**ABOUT THIS EXERCISE**
Copy out all the entries exactly.

**PROVIDED INFORMATION**
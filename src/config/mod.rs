//! Configuration module
//!
//! `RunnerConfig` holds every setting of a run. It is layered from built-in
//! defaults, the configuration file, `PARASUITE_*` environment variables and
//! finally command line flags.

mod env;
mod file;

pub use env::{print_env_help, EnvConfig};
pub use file::{validate_runner, ConfigFile};

use serde::{Deserialize, Serialize};
use std::path::PathBuf;

use crate::models::{FrameworkOption, Invocation};
use crate::results::DEFAULT_RISKY_TYPES;

/// Order in which units are dispatched
#[derive(Clone, Copy, Debug, Default, PartialEq, Eq, Serialize, Deserialize, clap::ValueEnum)]
#[serde(rename_all = "lowercase")]
pub enum UnitOrder {
    #[default]
    Default,
    Reverse,
    Random,
}

/// An explicitly listed unit
#[derive(Clone, Debug, PartialEq, Eq, Serialize, Deserialize)]
pub struct UnitSpec {
    /// Test file
    pub path: PathBuf,

    /// Methods to run; all of them when empty
    #[serde(default, skip_serializing_if = "Vec::is_empty")]
    pub methods: Vec<String>,

    /// Results the unit is known to produce
    #[serde(default, skip_serializing_if = "Option::is_none")]
    pub expected: Option<usize>,
}

/// Coverage collection settings
#[derive(Clone, Debug, PartialEq, Eq, Serialize, Deserialize)]
#[serde(default)]
pub struct CoverageConfig {
    /// Flag that makes the test binary write a coverage snapshot
    pub flag: String,

    /// Contributors kept per covered line (0 = unlimited)
    pub test_limit: usize,

    /// Where to write the merged snapshot
    pub output: Option<PathBuf>,

    /// Print a covered-line summary after the results
    pub text: bool,

    /// Command that exits cleanly when a coverage driver is available
    pub driver_probe: Option<Vec<String>>,
}

impl Default for CoverageConfig {
    fn default() -> Self {
        Self {
            flag: "--coverage-json".to_string(),
            test_limit: 0,
            output: None,
            text: false,
            driver_probe: None,
        }
    }
}

impl CoverageConfig {
    /// Coverage is collected when any coverage output is requested
    pub fn enabled(&self) -> bool {
        self.output.is_some() || self.text
    }
}

/// Settings of one run
#[derive(Clone, Debug, PartialEq, Eq, Serialize, Deserialize)]
#[serde(default)]
pub struct RunnerConfig {
    /// Number of worker processes
    pub processes: usize,

    /// Test binary
    pub binary: PathBuf,

    /// Configuration file handed to the test binary
    pub configuration: Option<PathBuf>,

    /// Arguments placed right after the binary
    pub passthrough: Vec<String>,

    /// Extra `--name [value]` options
    pub options: Vec<FrameworkOption>,

    /// Flag that makes the test binary write its JUnit document
    pub result_flag: String,

    /// Directories or files searched for tests
    pub paths: Vec<PathBuf>,

    /// File name suffix of test files
    pub suffix: String,

    /// Explicit units, run in addition to discovered files
    pub units: Vec<UnitSpec>,

    /// Named suites of the test binary's configuration
    pub suites: Vec<String>,

    /// One unit per test method
    pub functional: bool,

    /// Only run these groups
    pub groups: Vec<String>,

    /// Skip these groups
    pub exclude_groups: Vec<String>,

    /// Stop dispatching once a unit fails
    pub stop_on_failure: bool,

    /// Dispatch order
    pub order: UnitOrder,

    /// Seed for random order
    pub seed: Option<u64>,

    /// Directory for scratch files; a private temporary directory when unset
    pub tmp_dir: Option<PathBuf>,

    /// Merged JUnit report
    pub log_junit: Option<PathBuf>,

    /// Directory for run records
    pub results_dir: Option<PathBuf>,

    /// Coverage settings
    pub coverage: CoverageConfig,

    /// Worker process command; this executable's `worker` subcommand by default
    pub worker_command: Option<Vec<String>>,

    /// Environment variable carrying the worker token
    pub token_env: String,

    /// Error types reclassified as risky
    pub risky_types: Vec<String>,

    /// Colored output
    pub colors: bool,

    /// Log level
    pub log_level: String,
}

impl Default for RunnerConfig {
    fn default() -> Self {
        Self {
            processes: default_processes(),
            binary: PathBuf::from("vendor/bin/phpunit"),
            configuration: None,
            passthrough: Vec::new(),
            options: Vec::new(),
            result_flag: "--log-junit".to_string(),
            paths: vec![PathBuf::from("tests")],
            suffix: "Test.php".to_string(),
            units: Vec::new(),
            suites: Vec::new(),
            functional: false,
            groups: Vec::new(),
            exclude_groups: Vec::new(),
            stop_on_failure: false,
            order: UnitOrder::Default,
            seed: None,
            tmp_dir: None,
            log_junit: None,
            results_dir: None,
            coverage: CoverageConfig::default(),
            worker_command: None,
            token_env: "TEST_TOKEN".to_string(),
            risky_types: DEFAULT_RISKY_TYPES.iter().map(|t| t.to_string()).collect(),
            colors: true,
            log_level: "info".to_string(),
        }
    }
}

fn default_processes() -> usize {
    std::thread::available_parallelism()
        .map(|n| n.get())
        .unwrap_or(2)
}

impl RunnerConfig {
    /// Pad shortfalls with skips unless group filters may legitimately drop tests
    pub fn pad_shortfall(&self) -> bool {
        self.functional || (self.groups.is_empty() && self.exclude_groups.is_empty())
    }

    /// The command line shared by every unit
    pub fn invocation(&self) -> Invocation {
        let mut options = self.options.clone();
        if let Some(configuration) = &self.configuration {
            if self.suites.is_empty() {
                options.push(FrameworkOption::with_value(
                    "configuration",
                    configuration.display().to_string(),
                ));
            }
        }
        if !self.groups.is_empty() {
            options.push(FrameworkOption::with_value("group", self.groups.join(",")));
        }
        if !self.exclude_groups.is_empty() {
            options.push(FrameworkOption::with_value(
                "exclude-group",
                self.exclude_groups.join(","),
            ));
        }

        let invocation = Invocation::new(&self.binary)
            .with_passthrough(self.passthrough.clone())
            .with_options(options)
            .with_result_flag(self.result_flag.clone());

        if self.coverage.enabled() {
            invocation.with_coverage_flag(self.coverage.flag.clone())
        } else {
            invocation
        }
    }

    /// Worker process command line
    pub fn worker_argv(&self) -> Vec<String> {
        if let Some(command) = &self.worker_command {
            return command.clone();
        }
        let program = std::env::current_exe()
            .map(|p| p.display().to_string())
            .unwrap_or_else(|_| "parasuite".to_string());
        vec![program, "worker".to_string()]
    }
}

#[cfg(test)]
mod tests {
    use super::*;

    #[test]
    fn test_default_config() {
        let config = RunnerConfig::default();
        assert!(config.processes >= 1);
        assert_eq!(config.result_flag, "--log-junit");
        assert_eq!(config.token_env, "TEST_TOKEN");
        assert!(!config.coverage.enabled());
        assert!(config.pad_shortfall());
    }

    #[test]
    fn test_invocation_options() {
        let config = RunnerConfig {
            binary: PathBuf::from("phpunit"),
            configuration: Some(PathBuf::from("phpunit.xml")),
            groups: vec!["fast".to_string(), "db".to_string()],
            coverage: CoverageConfig {
                text: true,
                ..Default::default()
            },
            ..Default::default()
        };

        let invocation = config.invocation();
        assert_eq!(
            invocation.options,
            vec![
                FrameworkOption::with_value("configuration", "phpunit.xml"),
                FrameworkOption::with_value("group", "fast,db"),
            ]
        );
        assert_eq!(invocation.coverage_flag.as_deref(), Some("--coverage-json"));
        assert!(!config.pad_shortfall());
    }

    #[test]
    fn test_worker_argv_override() {
        let config = RunnerConfig {
            worker_command: Some(vec!["/usr/bin/parasuite".to_string(), "worker".to_string()]),
            ..Default::default()
        };
        assert_eq!(config.worker_argv(), vec!["/usr/bin/parasuite", "worker"]);
        assert_eq!(RunnerConfig::default().worker_argv()[1], "worker");
    }
}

**OUTPUT OF THE EXERCISE**
filename src/config/mod.rs
//! Configuration module
//!
//! `RunnerConfig` holds every setting of a run. It is layered from built-in
//! defaults, the configuration file, `PARASUITE_*` environment variables and
//! finally command line flags.

mod env;
mod file;

pub use env::{print_env_help, EnvConfig};
pub use file::{validate_runner, ConfigFile};

use serde::{Deserialize, Serialize};
use std::path::PathBuf;

use crate::models::{FrameworkOption, Invocation};
use crate::results::DEFAULT_RISKY_TYPES;

/// Order in which units are dispatched
#[derive(Clone, Copy, Debug, Default, PartialEq, Eq, Serialize, Deserialize, clap::ValueEnum)]
#[serde(rename_all = "lowercase")]
pub enum UnitOrder {
    #[default]
    Default,
    Reverse,
    Random,
}

/// An explicitly listed unit
#[derive(Clone, Debug, PartialEq, Eq, Serialize, Deserialize)]
pub struct UnitSpec {
    /// Test file
    pub path: PathBuf,

    /// Methods to run; all of them when empty
    #[serde(default, skip_serializing_if = "Vec::is_empty")]
    pub methods: Vec<String>,

    /// Results the unit is known to produce
    #[serde(default, skip_serializing_if = "Option::is_none")]
    pub expected: Option<usize>,
}

/// Coverage collection settings
#[derive(Clone, Debug, PartialEq, Eq, Serialize, Deserialize)]
#[serde(default)]
pub struct CoverageConfig {
    /// Flag that makes the test binary write a coverage snapshot
    pub flag: String,

    /// Contributors kept per covered line (0 = unlimited)
    pub test_limit: usize,

    /// Where to write the merged snapshot
    pub output: Option<PathBuf>,

    /// Print a covered-line summary after the results
    pub text: bool,

    /// Command that exits cleanly when a coverage driver is available
    pub driver_probe: Option<Vec<String>>,
}

impl Default for CoverageConfig {
    fn default() -> Self {
        Self {
            flag: "--coverage-json".to_string(),
            test_limit: 0,
            output: None,
            text: false,
            driver_probe: None,
        }
    }
}

impl CoverageConfig {
    /// Coverage is collected when any coverage output is requested
    pub fn enabled(&self) -> bool {
        self.output.is_some() || self.text
    }
}

/// Settings of one run
#[derive(Clone, Debug, PartialEq, Eq, Serialize, Deserialize)]
#[serde(default)]
pub struct RunnerConfig {
    /// Number of worker processes
    pub processes: usize,

    /// Test binary
    pub binary: PathBuf,

    /// Configuration file handed to the test binary
    pub configuration: Option<PathBuf>,

    /// Arguments placed right after the binary
    pub passthrough: Vec<String>,

    /// Extra `--name [value]` options
    pub options: Vec<FrameworkOption>,

    /// Flag that makes the test binary write its JUnit document
    pub result_flag: String,

    /// Directories or files searched for tests
    pub paths: Vec<PathBuf>,

    /// File name suffix of test files
    pub suffix: String,

    /// Explicit units, run in addition to discovered files
    pub units: Vec<UnitSpec>,

    /// Named suites of the test binary's configuration
    pub suites: Vec<String>,

    /// One unit per test method
    pub functional: bool,

    /// Only run these groups
    pub groups: Vec<String>,

    /// Skip these groups
    pub exclude_groups: Vec<String>,

    /// Stop dispatching once a unit fails
    pub stop_on_failure: bool,

    /// Dispatch order
    pub order: UnitOrder,

    /// Seed for random order
    pub seed: Option<u64>,

    /// Directory for scratch files; a private temporary directory when unset
    pub tmp_dir: Option<PathBuf>,

    /// Merged JUnit report
    pub log_junit: Option<PathBuf>,

    /// Directory for run records
    pub results_dir: Option<PathBuf>,

    /// Coverage settings
    pub coverage: CoverageConfig,

    /// Worker process command; this executable's `worker` subcommand by default
    pub worker_command: Option<Vec<String>>,

    /// Environment variable carrying the worker token
    pub token_env: String,

    /// Error types reclassified as risky
    pub risky_types: Vec<String>,

    /// Colored output
    pub colors: bool,

    /// Log level
    pub log_level: String,
}

impl Default for RunnerConfig {
    fn default() -> Self {
        Self {
            processes: default_processes(),
            binary: PathBuf::from("vendor/bin/phpunit"),
            configuration: None,
            passthrough: Vec::new(),
            options: Vec::new(),
            result_flag: "--log-junit".to_string(),
            paths: vec![PathBuf::from("tests")],
            suffix: "Test.php".to_string(),
            units: Vec::new(),
            suites: Vec::new(),
            functional: false,
            groups: Vec::new(),
            exclude_groups: Vec::new(),
            stop_on_failure: false,
            order: UnitOrder::Default,
            seed: None,
            tmp_dir: None,
            log_junit: None,
            results_dir: None,
            coverage: CoverageConfig::default(),
            worker_command: None,
            token_env: "TEST_TOKEN".to_string(),
            risky_types: DEFAULT_RISKY_TYPES.iter().map(|t| t.to_string()).collect(),
            colors: true,
            log_level: "info".to_string(),
        }
    }
}

fn default_processes() -> usize {
    std::thread::available_parallelism()
        .map(|n| n.get())
        .unwrap_or(2)
}

impl RunnerConfig {
    /// Pad shortfalls with skips unless group filters may legitimately drop tests
    pub fn pad_shortfall(&self) -> bool {
        self.functional || (self.groups.is_empty() && self.exclude_groups.is_empty())
    }

    /// The command line shared by every unit
    pub fn invocation(&self) -> Invocation {
        let mut options = self.options.clone();
        if let Some(configuration) = &self.configuration {
            if self.suites.is_empty() {
                options.push(FrameworkOption::with_value(
                    "configuration",
                    configuration.display().to_string(),
                ));
            }
        }
        if !self.groups.is_empty() {
            options.push(FrameworkOption::with_value("group", self.groups.join(",")));
        }
        if !self.exclude_groups.is_empty() {
            options.push(FrameworkOption::with_value(
                "exclude-group",
                self.exclude_groups.join(","),
            ));
        }

        let invocation = Invocation::new(&self.binary)
            .with_passthrough(self.passthrough.clone())
            .with_options(options)
            .with_result_flag(self.result_flag.clone());

        if self.coverage.enabled() {
            invocation.with_coverage_flag(self.coverage.flag.clone())
        } else {
            invocation
        }
    }

    /// Worker process command line
    pub fn worker_argv(&self) -> Vec<String> {
        if let Some(command) = &self.worker_command {
            return command.clone();
        }
        let program = std::env::current_exe()
            .map(|p| p.display().to_string())
            .unwrap_or_else(|_| "parasuite".to_string());
        vec![program, "worker".to_string()]
    }
}

#[cfg(test)]
mod tests {
    use super::*;

    #[test]
    fn test_default_config() {
        let config = RunnerConfig::default();
        assert!(config.processes >= 1);
        assert_eq!(config.result_flag, "--log-junit");
        assert_eq!(config.token_env, "TEST_TOKEN");
        assert!(!config.coverage.enabled());
        assert!(config.pad_shortfall());
    }

    #[test]
    fn test_invocation_options() {
        let config = RunnerConfig {
            binary: PathBuf::from("phpunit"),
            configuration: Some(PathBuf::from("phpunit.xml")),
            groups: vec!["fast".to_string(), "db".to_string()],
            coverage: CoverageConfig {
                text: true,
                ..Default::default()
            },
            ..Default::default()
        };

        let invocation = config.invocation();
        assert_eq!(
            invocation.options,
            vec![
                FrameworkOption::with_value("configuration", "phpunit.xml"),
                FrameworkOption::with_value("group", "fast,db"),
            ]
        );
        assert_eq!(invocation.coverage_flag.as_deref(), Some("--coverage-json"));
        assert!(!config.pad_shortfall());
    }

    #[test]
    fn test_worker_argv_override() {
        let config = RunnerConfig {
            worker_command: Some(vec!["/usr/bin/parasuite".to_string(), "worker".to_string()]),
            ..Default::default()
        };
        assert_eq!(config.worker_argv(), vec!["/usr/bin/parasuite", "worker"]);
        assert_eq!(RunnerConfig::default().worker_argv()[1], "worker");
    }
}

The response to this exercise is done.